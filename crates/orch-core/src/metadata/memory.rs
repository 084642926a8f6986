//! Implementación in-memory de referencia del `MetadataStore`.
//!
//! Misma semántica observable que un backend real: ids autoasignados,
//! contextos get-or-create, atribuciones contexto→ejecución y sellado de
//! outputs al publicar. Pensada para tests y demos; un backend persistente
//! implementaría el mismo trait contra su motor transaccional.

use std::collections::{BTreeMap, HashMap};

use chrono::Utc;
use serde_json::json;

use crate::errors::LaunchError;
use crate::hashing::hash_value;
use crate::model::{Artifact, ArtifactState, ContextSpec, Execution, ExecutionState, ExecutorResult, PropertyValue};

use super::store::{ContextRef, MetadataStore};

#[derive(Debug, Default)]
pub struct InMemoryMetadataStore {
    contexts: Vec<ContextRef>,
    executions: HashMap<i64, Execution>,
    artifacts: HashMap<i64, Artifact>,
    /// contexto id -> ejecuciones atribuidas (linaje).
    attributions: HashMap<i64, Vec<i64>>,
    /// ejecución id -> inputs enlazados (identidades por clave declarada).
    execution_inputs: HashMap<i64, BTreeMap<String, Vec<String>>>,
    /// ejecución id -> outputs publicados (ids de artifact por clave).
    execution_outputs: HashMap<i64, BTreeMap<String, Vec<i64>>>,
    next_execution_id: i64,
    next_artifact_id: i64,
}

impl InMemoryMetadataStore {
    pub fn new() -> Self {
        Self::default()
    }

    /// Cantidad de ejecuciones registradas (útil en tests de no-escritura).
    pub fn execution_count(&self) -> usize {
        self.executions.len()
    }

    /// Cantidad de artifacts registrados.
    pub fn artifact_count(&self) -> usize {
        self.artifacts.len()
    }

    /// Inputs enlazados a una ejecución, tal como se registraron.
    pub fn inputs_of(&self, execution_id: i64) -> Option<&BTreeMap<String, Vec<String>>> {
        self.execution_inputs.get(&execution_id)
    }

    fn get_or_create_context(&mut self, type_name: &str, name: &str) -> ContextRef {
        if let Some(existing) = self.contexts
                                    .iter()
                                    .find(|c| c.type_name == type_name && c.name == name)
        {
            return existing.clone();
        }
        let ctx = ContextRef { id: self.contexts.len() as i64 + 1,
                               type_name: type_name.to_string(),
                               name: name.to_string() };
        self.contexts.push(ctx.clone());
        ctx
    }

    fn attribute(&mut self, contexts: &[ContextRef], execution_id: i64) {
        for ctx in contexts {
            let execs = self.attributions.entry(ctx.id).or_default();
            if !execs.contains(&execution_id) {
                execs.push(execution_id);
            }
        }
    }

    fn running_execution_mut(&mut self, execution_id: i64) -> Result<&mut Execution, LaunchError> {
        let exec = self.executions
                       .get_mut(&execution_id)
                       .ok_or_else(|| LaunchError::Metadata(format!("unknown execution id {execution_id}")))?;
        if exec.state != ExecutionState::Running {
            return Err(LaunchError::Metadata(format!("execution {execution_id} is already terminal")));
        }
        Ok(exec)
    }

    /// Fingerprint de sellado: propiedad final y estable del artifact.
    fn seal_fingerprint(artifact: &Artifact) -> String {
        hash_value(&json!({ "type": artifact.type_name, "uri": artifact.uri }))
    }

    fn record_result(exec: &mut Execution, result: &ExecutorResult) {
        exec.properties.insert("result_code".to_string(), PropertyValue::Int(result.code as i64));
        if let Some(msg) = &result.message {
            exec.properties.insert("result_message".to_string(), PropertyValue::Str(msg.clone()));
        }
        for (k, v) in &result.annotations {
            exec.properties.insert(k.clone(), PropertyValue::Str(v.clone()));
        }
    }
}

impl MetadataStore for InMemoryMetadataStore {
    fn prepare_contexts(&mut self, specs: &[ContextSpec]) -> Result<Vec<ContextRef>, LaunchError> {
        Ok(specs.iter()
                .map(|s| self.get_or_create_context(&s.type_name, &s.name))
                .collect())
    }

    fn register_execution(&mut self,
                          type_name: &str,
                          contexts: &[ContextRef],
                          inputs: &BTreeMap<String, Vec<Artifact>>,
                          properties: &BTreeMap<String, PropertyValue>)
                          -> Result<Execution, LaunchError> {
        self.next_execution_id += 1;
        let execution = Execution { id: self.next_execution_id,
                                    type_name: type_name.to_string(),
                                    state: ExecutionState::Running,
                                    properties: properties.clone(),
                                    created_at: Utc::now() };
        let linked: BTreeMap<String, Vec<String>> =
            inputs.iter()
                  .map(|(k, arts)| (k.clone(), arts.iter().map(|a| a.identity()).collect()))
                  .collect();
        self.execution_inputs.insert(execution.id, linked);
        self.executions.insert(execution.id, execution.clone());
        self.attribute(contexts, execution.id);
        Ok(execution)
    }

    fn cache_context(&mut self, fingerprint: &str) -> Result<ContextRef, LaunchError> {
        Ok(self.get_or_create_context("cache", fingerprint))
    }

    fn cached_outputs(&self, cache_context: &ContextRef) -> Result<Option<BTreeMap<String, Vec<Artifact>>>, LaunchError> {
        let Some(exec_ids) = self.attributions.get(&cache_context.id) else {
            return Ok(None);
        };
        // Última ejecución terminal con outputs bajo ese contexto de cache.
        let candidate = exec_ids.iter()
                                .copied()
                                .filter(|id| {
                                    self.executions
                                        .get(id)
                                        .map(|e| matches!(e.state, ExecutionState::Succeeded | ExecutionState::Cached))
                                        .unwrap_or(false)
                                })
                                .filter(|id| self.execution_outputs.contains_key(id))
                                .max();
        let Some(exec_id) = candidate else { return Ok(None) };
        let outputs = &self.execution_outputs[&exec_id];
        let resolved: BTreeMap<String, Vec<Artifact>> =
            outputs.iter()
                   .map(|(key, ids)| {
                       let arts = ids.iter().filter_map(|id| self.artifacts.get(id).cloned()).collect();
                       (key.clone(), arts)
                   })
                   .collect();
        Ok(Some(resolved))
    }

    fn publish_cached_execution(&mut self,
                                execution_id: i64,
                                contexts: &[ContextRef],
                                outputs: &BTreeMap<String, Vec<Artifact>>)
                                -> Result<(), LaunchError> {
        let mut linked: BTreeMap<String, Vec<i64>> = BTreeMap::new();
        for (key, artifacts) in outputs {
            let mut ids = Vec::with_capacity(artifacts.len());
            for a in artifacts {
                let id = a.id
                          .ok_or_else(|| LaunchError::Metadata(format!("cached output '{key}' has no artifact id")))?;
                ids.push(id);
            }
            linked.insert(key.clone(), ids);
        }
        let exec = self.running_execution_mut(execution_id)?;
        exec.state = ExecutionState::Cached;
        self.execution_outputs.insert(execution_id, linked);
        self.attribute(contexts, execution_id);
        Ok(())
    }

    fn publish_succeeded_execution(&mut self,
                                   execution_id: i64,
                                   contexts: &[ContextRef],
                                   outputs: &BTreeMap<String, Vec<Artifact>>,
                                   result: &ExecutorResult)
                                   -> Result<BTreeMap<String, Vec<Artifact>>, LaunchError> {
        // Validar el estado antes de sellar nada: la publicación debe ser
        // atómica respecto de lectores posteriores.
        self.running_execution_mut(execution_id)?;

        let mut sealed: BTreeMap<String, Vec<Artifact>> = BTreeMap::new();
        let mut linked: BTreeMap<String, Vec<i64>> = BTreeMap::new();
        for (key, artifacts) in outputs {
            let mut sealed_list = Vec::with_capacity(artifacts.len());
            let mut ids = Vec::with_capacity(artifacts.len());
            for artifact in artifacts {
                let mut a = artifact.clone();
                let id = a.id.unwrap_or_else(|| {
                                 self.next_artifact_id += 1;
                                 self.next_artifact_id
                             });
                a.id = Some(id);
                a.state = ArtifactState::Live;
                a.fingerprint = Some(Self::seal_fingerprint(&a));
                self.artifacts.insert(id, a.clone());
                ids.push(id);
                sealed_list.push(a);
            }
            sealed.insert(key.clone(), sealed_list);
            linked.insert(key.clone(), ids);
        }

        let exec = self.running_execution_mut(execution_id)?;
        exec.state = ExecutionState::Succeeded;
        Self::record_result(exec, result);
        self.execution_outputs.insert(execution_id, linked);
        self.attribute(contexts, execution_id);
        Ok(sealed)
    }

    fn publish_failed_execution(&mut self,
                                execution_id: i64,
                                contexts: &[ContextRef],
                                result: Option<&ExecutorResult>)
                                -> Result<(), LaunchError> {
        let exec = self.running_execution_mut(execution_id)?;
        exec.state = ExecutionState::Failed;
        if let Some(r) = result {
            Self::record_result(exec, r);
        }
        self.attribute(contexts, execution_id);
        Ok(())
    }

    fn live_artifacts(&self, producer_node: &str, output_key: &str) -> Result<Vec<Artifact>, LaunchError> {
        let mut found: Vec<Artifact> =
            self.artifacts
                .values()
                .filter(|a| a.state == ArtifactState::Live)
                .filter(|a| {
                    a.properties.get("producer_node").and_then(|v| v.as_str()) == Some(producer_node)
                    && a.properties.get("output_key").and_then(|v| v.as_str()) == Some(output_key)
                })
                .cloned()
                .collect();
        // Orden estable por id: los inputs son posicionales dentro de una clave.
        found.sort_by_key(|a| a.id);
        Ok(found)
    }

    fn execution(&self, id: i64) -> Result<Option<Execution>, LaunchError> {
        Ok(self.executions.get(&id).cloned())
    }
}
...
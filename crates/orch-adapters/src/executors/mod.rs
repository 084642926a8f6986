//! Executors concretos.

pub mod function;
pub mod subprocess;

[Task description] The answer must consist of each line from the entries that contains the string "filename".

[Solved exercise]
filename crates/orch-core/src/metadata/memory.rs
filename crates/orch-adapters/src/executors/mod.rs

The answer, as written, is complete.